▶ SUPPLIED INFORMATION
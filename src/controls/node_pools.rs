//! Node pool controls
//!
//! Declared pools are observed as `<name>-<revision>` and correlated back to
//! the pool spec they came from. Auto-provisioned pools have no declared
//! names; any pool under the `nap-` prefix is checked against the
//! provisioning defaults.

use super::{ControlInfo, Profile, fixed, kinds, setting};
use crate::inputs::{ClusterInputs, truthy};
use conformance::resolver::{Scope, expected_string_map, string_map};
use conformance::{
    AttributeRule, Control, Expected, FeatureFlags, Predicate, Resolution, Result, RuleTable,
    Target, merge_labels,
};
use serde_json::{Value, json};
use std::collections::BTreeMap;

pub const NODE_POOLS: ControlInfo = ControlInfo {
    id: "node_pools",
    title: "Ensure GKE node pools meet expectations",
    impact: 1.0,
    profile: Profile::Cluster,
};

pub const NAP_POOLS: ControlInfo = ControlInfo {
    id: "nap_pools",
    title: "Ensure GKE auto-provisioned node pools meet expectations",
    impact: 1.0,
    profile: Profile::Cluster,
};

/// Name prefix GKE gives auto-provisioned pools
pub const NAP_PREFIX: &str = "nap-";

const CLOUD_PLATFORM: &str = "https://www.googleapis.com/auth/cloud-platform";

/// Declared node pools, one group per pool
pub fn node_pools(inputs: &ClusterInputs) -> Control {
    let mut control = Control::new(
        NODE_POOLS.id,
        NODE_POOLS.title,
        NODE_POOLS.impact,
        Target::Groups {
            kind: kinds::NODE_POOL.to_string(),
        },
        pool_rules(),
    )
    .skip_when(
        Predicate::Enabled("autopilot"),
        "Autopilot node pools are not configured by module",
    )
    .setting("cluster_name", json!(inputs.name))
    .setting("service_account", json!(inputs.service_account))
    .setting("labels", json!(inputs.node_pool_labels()));

    for (name, spec) in inputs.node_pools().into_iter().flatten() {
        let mut flags = FeatureFlags::new();
        flags.set_bool("autoscaling", truthy(spec.get("autoscaling")));
        control = control.group(name, spec.clone(), flags);
    }
    control
}

/// Auto-provisioned pools, checked against the provisioning defaults
pub fn nap_pools(inputs: &ClusterInputs) -> Control {
    let settings: BTreeMap<String, Value> = inputs
        .nap()
        .into_iter()
        .flatten()
        .map(|(k, v)| (k.clone(), v.clone()))
        .collect();

    Control::new(
        NAP_POOLS.id,
        NAP_POOLS.title,
        NAP_POOLS.impact,
        Target::Prefixed {
            kind: kinds::NODE_POOL.to_string(),
            prefix: NAP_PREFIX.to_string(),
        },
        nap_rules(),
    )
    .skip_when(
        Predicate::Disabled("nap"),
        "Node autoprovisioning is not enabled",
    )
    .with_settings(settings)
    .setting("service_account", json!(inputs.service_account))
}

fn scopes() -> AttributeRule {
    fixed("config.oauth_scopes", json!([CLOUD_PLATFORM]))
}

fn shielded() -> [AttributeRule; 2] {
    [
        AttributeRule::always(
            "config.shielded_instance_config.enable_secure_boot",
            Resolution::Switch("enable_secure_boot"),
        ),
        AttributeRule::always(
            "config.shielded_instance_config.enable_integrity_monitoring",
            Resolution::Switch("enable_integrity_monitoring"),
        ),
    ]
}

fn tags() -> AttributeRule {
    AttributeRule::always("config.tags", Resolution::setting_unordered("tags"))
}

/// Attribute rules for a declared pool
pub fn pool_rules() -> RuleTable {
    let autoscaling = Predicate::Enabled("autoscaling");
    let [secure_boot, integrity] = shielded();

    RuleTable::new(kinds::NODE_POOL)
        .rule(setting("config.machine_type", "machine_type"))
        .rule(setting("config.disk_size_gb", "disk_size"))
        .rule(scopes())
        .rule(setting("config.service_account", "service_account"))
        .rule(AttributeRule::always(
            "config.metadata",
            Resolution::Derive(pool_metadata),
        ))
        .rule(setting("config.image_type", "image_type"))
        .rule(AttributeRule::always(
            "config.labels",
            Resolution::Derive(pool_labels),
        ))
        .rule(tags())
        .rule(AttributeRule::always(
            "config.preemptible",
            Resolution::Switch("preemptible"),
        ))
        .rule(setting("config.disk_type", "disk_type"))
        .rule(setting("config.min_cpu_platform", "min_cpu_platform"))
        .rule(AttributeRule::always(
            "config.taints",
            Resolution::setting_unordered("taints"),
        ))
        .rule(secure_boot)
        .rule(integrity)
        .rule(fixed("config.workload_metadata_config.mode", "GKE_METADATA"))
        .rule(fixed("status", "RUNNING"))
        .rule(setting("initial_node_count", "min_nodes_per_zone"))
        .rule(
            AttributeRule::new("autoscaling.enabled")
                .when(autoscaling.clone(), Resolution::fixed(true))
                .otherwise(Resolution::Absent),
        )
        .rule(
            AttributeRule::new("autoscaling.min_node_count")
                .when(autoscaling.clone(), Resolution::setting("min_nodes_per_zone"))
                .otherwise(Resolution::Unchecked),
        )
        .rule(
            AttributeRule::new("autoscaling.max_node_count")
                .when(autoscaling, Resolution::setting("max_nodes_per_zone"))
                .otherwise(Resolution::Unchecked),
        )
        .rule(setting("management.auto_upgrade", "auto_upgrade"))
        .rule(setting("management.auto_repair", "auto_repair"))
}

/// Attribute rules for an auto-provisioned pool
pub fn nap_rules() -> RuleTable {
    let [secure_boot, integrity] = shielded();

    RuleTable::new(kinds::NODE_POOL)
        .rule(setting("config.min_cpu_platform", "min_cpu_platform"))
        .rule(setting("config.disk_size_gb", "disk_size"))
        .rule(scopes())
        .rule(setting("config.service_account", "service_account"))
        .rule(fixed(
            "config.metadata",
            json!({"disable-legacy-endpoints": "true"}),
        ))
        .rule(setting("config.image_type", "image_type"))
        .rule(tags())
        .rule(setting("config.disk_type", "disk_type"))
        .rule(integrity)
        .rule(secure_boot)
        .rule(fixed("status", "RUNNING"))
        .rule(setting("management.auto_upgrade", "auto_upgrade"))
        .rule(setting("management.auto_repair", "auto_repair"))
}

/// Identity entries every module-managed pool carries
fn pool_identity(scope: &Scope<'_>) -> Result<BTreeMap<String, String>> {
    let pool = scope.group_name.unwrap_or(scope.instance);
    Ok(BTreeMap::from([
        ("node_pool".to_string(), pool.to_string()),
        (
            "cluster_name".to_string(),
            scope.require_str("cluster_name")?.to_string(),
        ),
    ]))
}

fn pool_metadata(scope: &Scope<'_>) -> Result<Expected> {
    let mut base = pool_identity(scope)?;
    base.insert("disable-legacy-endpoints".to_string(), "true".to_string());
    let declared = scope
        .group
        .and_then(|g| g.get("metadata"))
        .map(string_map)
        .unwrap_or_default();
    Ok(expected_string_map(&merge_labels(&base, &declared)))
}

// Control-wide labels; a pool spec never overrides them
fn pool_labels(scope: &Scope<'_>) -> Result<Expected> {
    let labels = scope
        .settings
        .get("labels")
        .map(string_map)
        .unwrap_or_default();
    Ok(expected_string_map(&merge_labels(
        &labels,
        &pool_identity(scope)?,
    )))
}

#[cfg(test)]
mod tests {
    use super::*;
    use crate::inputs::names;
    use crate::inputs::tests::{standard_declaration, standard_with};
    use conformance::{
        CallPolicy, ControlResult, ControlStatus, Declaration, MemoryProvider, Observer, Registry,
        Runner,
    };
    use std::sync::Arc;

    fn observed_pool(name: &str) -> Value {
        json!({
            "name": name,
            "config": {
                "machine_type": "e2-standard-4",
                "disk_size_gb": 100,
                "oauth_scopes": [CLOUD_PLATFORM],
                "service_account": "demo-sa@my-project.iam.gserviceaccount.com",
                "metadata": {
                    "node_pool": "pool-a",
                    "cluster_name": "demo",
                    "disable-legacy-endpoints": "true",
                    "Owner": "infra"
                },
                "image_type": "COS_CONTAINERD",
                "labels": {
                    "terraform_module": "private-gke-cluster",
                    "Team": "infra",
                    "node_pool": "pool-a",
                    "cluster_name": "demo"
                },
                "tags": ["a", "b"],
                "disk_type": "pd-ssd",
                "shielded_instance_config": {"enable_secure_boot": true},
                "workload_metadata_config": {"mode": "GKE_METADATA"}
            },
            "status": "RUNNING",
            "initial_node_count": 1,
            "autoscaling": {"enabled": true, "min_node_count": 1, "max_node_count": 3},
            "management": {"auto_upgrade": true, "auto_repair": true}
        })
    }

    fn run(declaration: &Declaration, provider: MemoryProvider, id: &str) -> ControlResult {
        let inputs = ClusterInputs::from_declaration(declaration).unwrap();
        let flags = inputs.flags();
        let mut registry = Registry::new();
        registry
            .register_all([node_pools(&inputs), nap_pools(&inputs)])
            .unwrap();
        let observer = Observer::new(Arc::new(provider), CallPolicy::default());
        let report = Runner::new(declaration, &flags, observer)
            .run(&registry)
            .unwrap();
        report.control(id).unwrap().clone()
    }

    #[test]
    fn test_declared_pool_conforms() {
        let provider = MemoryProvider::new().with(kinds::NODE_POOL, observed_pool("pool-a-1"));
        let result = run(&standard_declaration(), provider, "node_pools");
        let failed: Vec<_> = result.failures().map(|c| c.path.as_str()).collect();
        assert_eq!(result.status, ControlStatus::Passed, "{failed:?}");
        assert!(result.checks.iter().all(|c| c.instance == "pool-a-1"));
    }

    #[test]
    fn test_pool_without_autoscaling() {
        let declaration = standard_with(
            names::NODE_POOLS,
            json!(r#"{"pool-a": {"machine_type": "e2-standard-4", "disk_size": 100, "image_type": "COS_CONTAINERD", "disk_type": "pd-ssd", "tags": ["b", "a"], "min_nodes_per_zone": 1, "auto_upgrade": true, "auto_repair": true, "enable_secure_boot": true, "metadata": {"Owner": "infra"}}}"#),
        );
        let mut observed = observed_pool("pool-a-2");
        observed["autoscaling"] = json!({"enabled": true, "min_node_count": 1});
        let provider = MemoryProvider::new().with(kinds::NODE_POOL, observed);
        let result = run(&declaration, provider, "node_pools");
        let failed: Vec<_> = result.failures().map(|c| c.path.as_str()).collect();
        assert_eq!(failed, ["autoscaling.enabled"]);
        assert!(
            !result
                .checks
                .iter()
                .any(|c| c.path == "autoscaling.min_node_count")
        );
    }

    #[test]
    fn test_missing_pool_is_diagnosed() {
        let declaration = standard_with(
            names::NODE_POOLS,
            json!(r#"{"pool-a": {"machine_type": "e2-standard-4"}, "pool-b": {"machine_type": "e2-small"}}"#),
        );
        let provider = MemoryProvider::new().with(kinds::NODE_POOL, observed_pool("pool-a-1"));
        let result = run(&declaration, provider, "node_pools");
        assert_eq!(result.status, ControlStatus::Failed);
        assert_eq!(result.diagnostics.len(), 1);
        assert!(result.diagnostics[0].contains("pool-b"));
    }

    #[test]
    fn test_autopilot_skips_node_pools() {
        let declaration = standard_with(names::IS_AUTOPILOT, json!(true));
        let result = run(&declaration, MemoryProvider::new(), "node_pools");
        assert_eq!(result.status, ControlStatus::Skipped);
        assert!(result.checks.iter().all(|c| c.detail.is_some()));
    }

    #[test]
    fn test_nap_skipped_without_autoprovisioning() {
        let result = run(&standard_declaration(), MemoryProvider::new(), "nap_pools");
        assert_eq!(result.status, ControlStatus::Skipped);
    }

    #[test]
    fn test_nap_pools_checked_by_prefix() {
        let declaration = standard_with(
            names::AUTOSCALING,
            json!(r#"{"nap": {"disk_size": 50, "image_type": "COS_CONTAINERD", "disk_type": "pd-standard", "auto_upgrade": true, "auto_repair": true}}"#),
        );
        let nap = json!({
            "name": "nap-e2-standard-2-abc123",
            "config": {
                "disk_size_gb": 50,
                "oauth_scopes": [CLOUD_PLATFORM],
                "service_account": "demo-sa@my-project.iam.gserviceaccount.com",
                "metadata": {"disable-legacy-endpoints": "true"},
                "image_type": "COS_CONTAINERD",
                "disk_type": "pd-standard"
            },
            "status": "RUNNING",
            "management": {"auto_upgrade": true, "auto_repair": true}
        });
        let provider = MemoryProvider::new()
            .with(kinds::NODE_POOL, observed_pool("pool-a-1"))
            .with(kinds::NODE_POOL, nap);
        let result = run(&declaration, provider, "nap_pools");
        let failed: Vec<_> = result.failures().map(|c| c.path.as_str()).collect();
        assert_eq!(result.status, ControlStatus::Passed, "{failed:?}");
        assert!(
            result
                .checks
                .iter()
                .all(|c| c.instance == "nap-e2-standard-2-abc123")
        );
    }

    #[test]
    fn test_nap_requires_at_least_one_pool() {
        let declaration = standard_with(names::AUTOSCALING, json!(r#"{"nap": {"disk_size": 50}}"#));
        let result = run(&declaration, MemoryProvider::new(), "nap_pools");
        assert_eq!(result.status, ControlStatus::Failed);
        assert!(!result.diagnostics.is_empty());
    }
}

▶ ABOUT THIS EXERCISE
Whenever the word "tests" occurs in a line of the records, that line counts once; state the total alone.

▶ EXERCISE RESULT
2